Although he was nominally a member of the group’s “public committee”—its council of well-known senior figures—Medvedev did not attend meetings and even doubted the value of the group. Roy believed in Gorbachev and in the Party as the only legitimate body of power. Memorial, to him, seemed ragtag, beside the point.

  The man who quickly took the lead as Memorial’s chief scholar-politician and was an admitted hypocrite, a calculating man who had been on the editorial board of Kommunist and was an instructor in the Higher School of the Young Communist League. Yuri Afanasyev had no illusions about his past. “For more years than I care to remember,” he said one night on television, “I was up to my neck in shit.”

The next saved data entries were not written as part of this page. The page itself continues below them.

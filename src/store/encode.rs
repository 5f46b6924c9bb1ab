// src/store/encode.rs

use anyhow::{Context, Result};
use parquet::{arrow::ArrowWriter, basic::Compression, file::properties::WriterProperties};
use std::io::Write;

use crate::schema::{build_arrow_schema, dataset_to_batch, Dataset};

/// Serialize `dataset` as SNAPPY-compressed Parquet into `sink`.
///
/// A dataset without rows still produces a valid file carrying the schema.
pub fn write_dataset<W: Write + Send>(dataset: &Dataset, sink: W) -> Result<()> {
    let props = WriterProperties::builder()
        .set_compression(Compression::SNAPPY)
        .build();

    let mut writer = ArrowWriter::try_new(sink, build_arrow_schema(), Some(props))
        .context("creating parquet writer")?;
    if !dataset.is_empty() {
        let batch = dataset_to_batch(dataset)?;
        writer.write(&batch).context("writing batch to parquet")?;
    }
    writer.close().context("closing parquet writer")?;
    Ok(())
}

/// [`write_dataset`] into memory, for uploads.
pub fn dataset_to_parquet(dataset: &Dataset) -> Result<Vec<u8>> {
    let mut buffer = Vec::new();
    write_dataset(dataset, &mut buffer)?;
    Ok(buffer)
}

#[cfg(test)]
mod tests {
    use super::*;
    use crate::schema::{ExtractedDate, NormalizedRow};
    use arrow::{array::StringArray, record_batch::RecordBatch};
    use parquet::arrow::arrow_reader::ParquetRecordBatchReaderBuilder;
    use std::fs::File;
    use tempfile::tempdir;

    fn write_and_reopen(ds: &Dataset) -> ParquetRecordBatchReaderBuilder<File> {
        let tmp = tempdir().unwrap();
        let path = tmp.path().join(ds.file_name());
        std::fs::write(&path, dataset_to_parquet(ds).unwrap()).unwrap();
        ParquetRecordBatchReaderBuilder::try_new(File::open(&path).unwrap()).unwrap()
    }

    #[test]
    fn test_round_trips_rows_and_day() {
        let row = NormalizedRow::from_raw(vec!["Financeiro".into(), "ITUB4".into()]);
        let ds = Dataset::new(ExtractedDate::new("17-07-25").unwrap(), vec![row]);
        let batches: Vec<RecordBatch> = write_and_reopen(&ds)
            .build()
            .unwrap()
            .collect::<std::result::Result<_, _>>()
            .unwrap();
        let total: usize = batches.iter().map(|b| b.num_rows()).sum();
        assert_eq!(total, 1);

        let batch = &batches[0];
        let day_idx = batch.schema().index_of("Dia").unwrap();
        let day = batch
            .column(day_idx)
            .as_any()
            .downcast_ref::<StringArray>()
            .unwrap();
        assert_eq!(day.value(0), "17-07-25");
    }

    #[test]
    fn test_empty_dataset_is_valid_parquet() {
        let ds = Dataset::empty(ExtractedDate::new("17-07-25").unwrap());
        let builder = write_and_reopen(&ds);
        assert_eq!(builder.schema().fields().len(), 8);
        assert_eq!(builder.metadata().file_metadata().num_rows(), 0);
    }
}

  His ascendance was astonishing. In my first year in Moscow, Afanasyev was already the democratic movement’s master of ceremonies. At nearly every meeting you’d go to—at the Saturday-morning sessions of Moscow Tribune, at the lectures on Stalin—Afanasyev was invariably the man at the microphone, mediating, introducing, lecturing. He was a specialist in French historiography, and yet he looked, with his bullfrog neck and barrel chest, like a high school football coach. He had the gruff confidence of a man who had led many a committee meeting, first in the Young Communist League (the Komsomol), later in the radical opposition.

  His metamorphosis was not so much laughable as pitiable. Here was a man who never would have dared defend Roy Medvedev in the seventies and then scorned him as “hopelessly reactionary” in the late eighties. But I found that for all his presumption, his gall, Afanasyev’s analyses of what was happening in the country and where the situation was leading were uncanny. There were times when Afanasyev, with his supreme confidence, reminded me of Norman Mailer. He knew he had lived a life full of mistakes but he insisted on being heard. His campaign for the “return of history,” his early attacks on the “Stalinist-Brezhnevite” Supreme Soviet and on Gorbachev himself, always preceded fashion. He was not much loved—he had none of Sakharov’s subtlety or carriage—but he was often right. In contrast, Medvedev’s predictions now were not nearly as reliable as his gossip had once been. Typically, the day that Eduard Shevardnadze resigned as foreign minister in December 1990 predicting the rise of a dictatorship, Medvedev declared to all who would listen that Shevardnadze was stepping down because of trouble in the Georgian Republic.